Salí de la heladería. Viernes, cuatro de la tarde, Belgrano. Me habían echado del trabajo y no tenía gran cosa para hacer. Daba lo mismo deprimirse, anotarse en un instituto para tomar clases de yoga, o tomar un helado. La vida a veces no es gran cosa.
–¡Claro, no! ¡Claro! –me sobresalté, casi se me cae el helado al piso. Chocolate con almendras, dulce de leche granizado. Hice equilibrio con el cucurucho.
Mariana estaba ahí. Roja de furia, todo su odio enfocado en mí. Nos acabábamos de separar, hacía menos de tres meses. Un amigo me había prestado un dos ambientes en Parque Patricios para que tuviera donde dormir. Mariana no me dejaba sacar ni la ropa, mucho menos la computadora. Tenía un primo que era profesor de Taekwondo. Decía, Mariana, que su primo me iba a romper la cabeza a patadas.
Y ahí estaba, digo, Mariana. Al lado de su primo. Un rotundo energúmeno de casi dos metros de altura y más de cien kilogramos de peso, musculoso, pelo cortado a cepillo, ropa pegada al cuerpo, barbita candado.
–No –dije, pero porque no sabía qué decir. Por decir algo.
–¡Claro, no! –Insistió Mariana. Se le cayó la cartera sobre la vereda. Tenía, no me preguntes por qué, un bate de béisbol en las manos. De aluminio, parecía liviano y contundente a la vez. Alguien, quién sino el primo, se lo había dado. Todo un problem solver, un facilitador.
–¡Yo hecha mierda, y vos acá con esta puta! –señaló la chica que esperaba sentada, no, apoyada apenas sobre el lateral del automóvil– ¡Y encima te comprás este auto para hacerte el banana! ¡Forro!
Avanzó un paso. Retrocedí un paso. Sentí un par de gotas del helado de dulce de leche granizado cayendo, deslizándose por el cucurucho, siguiendo su camino por mi mano.
–Pará –dije.
–¡Qué pará! ¡Qué pará! –Se desató el tornado, le dio un tremendo batazo a la luneta trasera del automóvil.

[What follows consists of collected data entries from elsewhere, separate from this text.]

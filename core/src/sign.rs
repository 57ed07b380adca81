//! Request signatures.
//!
//! The service authenticates every call by an `api_sig` query parameter: the
//! MD5 of the shared secret followed by every other parameter as `key` then
//! `value`, keys in ascending byte order, no separators.

use std::collections::BTreeMap;

use md5::{Digest, Md5};

/// Parameters of a single call, keyed by name.
///
/// A `BTreeMap` keeps keys in ascending byte order, which is the order both
/// the signature and the emitted query string use.
pub type Params = BTreeMap<String, String>;

/// Compute the `api_sig` for `params` under `secret`.
///
/// `params` must already contain everything that will be sent (`api_key`,
/// `method`, `format` when forced) except `api_sig` itself.
pub fn sign(secret: &str, params: &Params) -> String {
    let mut hasher = Md5::new();
    hasher.update(secret.as_bytes());
    for (key, value) in params {
        hasher.update(key.as_bytes());
        hasher.update(value.as_bytes());
    }
    hex::encode(hasher.finalize())
}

Estallaron los vidrios. Ella sacó el bate tirando hacia atrás como si sujetara a un animal de una pata, lo sopesó y lanzó otro batazo, ahora contra el lateral del automóvil. Sonó la alarma, la rubiecita gritó, gritaba, daba unos saltitos nerviosos, todo al mismo tiempo.
–¡Y encima te tengo que ver con esta puta! –Siguió golpeando el auto, Mariana, con el bate. Un BMW 325i negro, bastante nuevito, una delicia de auto– ¡Yo pensando que vos estás hecho mierda, y vos cogiéndote pendejas!

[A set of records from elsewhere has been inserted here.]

//! Error types for the Remember The Milk client.
//!
//! # Design
//! Four families, matching where a call can fail: building the client
//! (`Config`), moving bytes (`Transport`), understanding the bytes
//! (`Protocol`), and the service saying no (`Remote`). Every failure carries
//! enough context to diagnose it: raw bodies for transport and protocol
//! failures, the verbatim code and message for remote ones.

use thiserror::Error;

/// Remote error code for "Invalid frob - did you authenticate?".
///
/// During the auth handshake this means the user has not approved the frob
/// yet, so it is the one remote error worth polling on.
pub const CODE_FROB_NOT_AUTHORIZED: &str = "101";

pub type Result<T, E = Error> = std::result::Result<T, E>;

/// Errors returned by client, session, and parse operations.
#[derive(Debug, Error)]
pub enum Error {
    #[error(transparent)]
    Config(#[from] ConfigError),

    #[error(transparent)]
    Transport(#[from] TransportError),

    /// The body arrived but does not have the shape the method expects.
    #[error("unexpected response ({reason}): {body}")]
    Protocol { reason: String, body: String },

    #[error(transparent)]
    Remote(#[from] RemoteError),
}

impl Error {
    /// Whether this is the "frob not yet authorized" answer to a token
    /// exchange.
    pub fn is_frob_pending(&self) -> bool {
        matches!(self, Error::Remote(e) if e.code == CODE_FROB_NOT_AUTHORIZED)
    }

    pub(crate) fn protocol(reason: impl Into<String>, body: &str) -> Self {
        Error::Protocol {
            reason: reason.into(),
            body: body.to_string(),
        }
    }
}

/// Fatal setup problems. None of these go away by retrying.
#[derive(Debug, Error, PartialEq, Eq)]
pub enum ConfigError {
    #[error("API key undefined")]
    MissingApiKey,

    #[error("shared secret undefined")]
    MissingSecret,

    #[error("invalid base URL {url:?}: {reason}")]
    InvalidBaseUrl { url: String, reason: String },

    /// The browser launcher could not open the authorization URL.
    #[error("cannot open browser for {url}: {reason}")]
    BrowserUnavailable { url: String, reason: String },

    /// Every `Client` handle was dropped while a session built from it was
    /// still in use.
    #[error("client was dropped; session is no longer usable")]
    ClientDropped,
}

/// Failures moving the request or response.
#[derive(Debug, Error)]
pub enum TransportError {
    /// The server answered with something other than 200.
    #[error("bad status code {status}: {body}")]
    Status { status: u16, body: String },

    #[error("network error: {0}")]
    Network(String),

    #[error("request cancelled")]
    Cancelled,

    #[error("request timed out")]
    Timeout,
}

/// A `stat: "fail"` envelope, carried verbatim.
#[derive(Debug, Clone, Error, PartialEq, Eq)]
#[error("code {code}, message {message}")]
pub struct RemoteError {
    pub code: String,
    pub message: String,
}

Pegó, Mariana, con el bate. Pegó y pegó más. Pegaba bastante bien, mientras yo me agarraba la cabeza con la mano libre. Los golpes hacían feos bollos en la carrocería. Aullaba de dolor el auto, y con él toda la industria automotriz alemana. Profanación, sacrilegio.
Entonces salió un tipo de la heladería. Peinado para atrás, con dos vasitos de helado. Saquito de lino y una remera debajo, pantalones pinzados.
–¡Pero qué pasa! ¡Qué hacés, pelotuda! –la rubia corrió hacia él, buscando refugio contra su pecho. Tenía buenas piernas, fantásticos tobillos y una minifalda cortísima. Tobillos para tenerla con las piernas bien alto.
El primo de Mariana se dio cuenta, todos ya nos habíamos dado cuenta (hasta vos, que desde la condorito para acá no leíste más nada, te diste cuenta) lo que pasaba. La paró, a Mariana, de atrás. Le agarró un brazo.
Ni el auto ni la chica tenían nada que ver conmigo. Di un buen mordiscón al helado, qué rico era el dulce de leche granizado de esa cadena de heladerías. Crucé la calle casi al trotecito, antes que largara el semáforo. Crucé la calle y seguí caminando.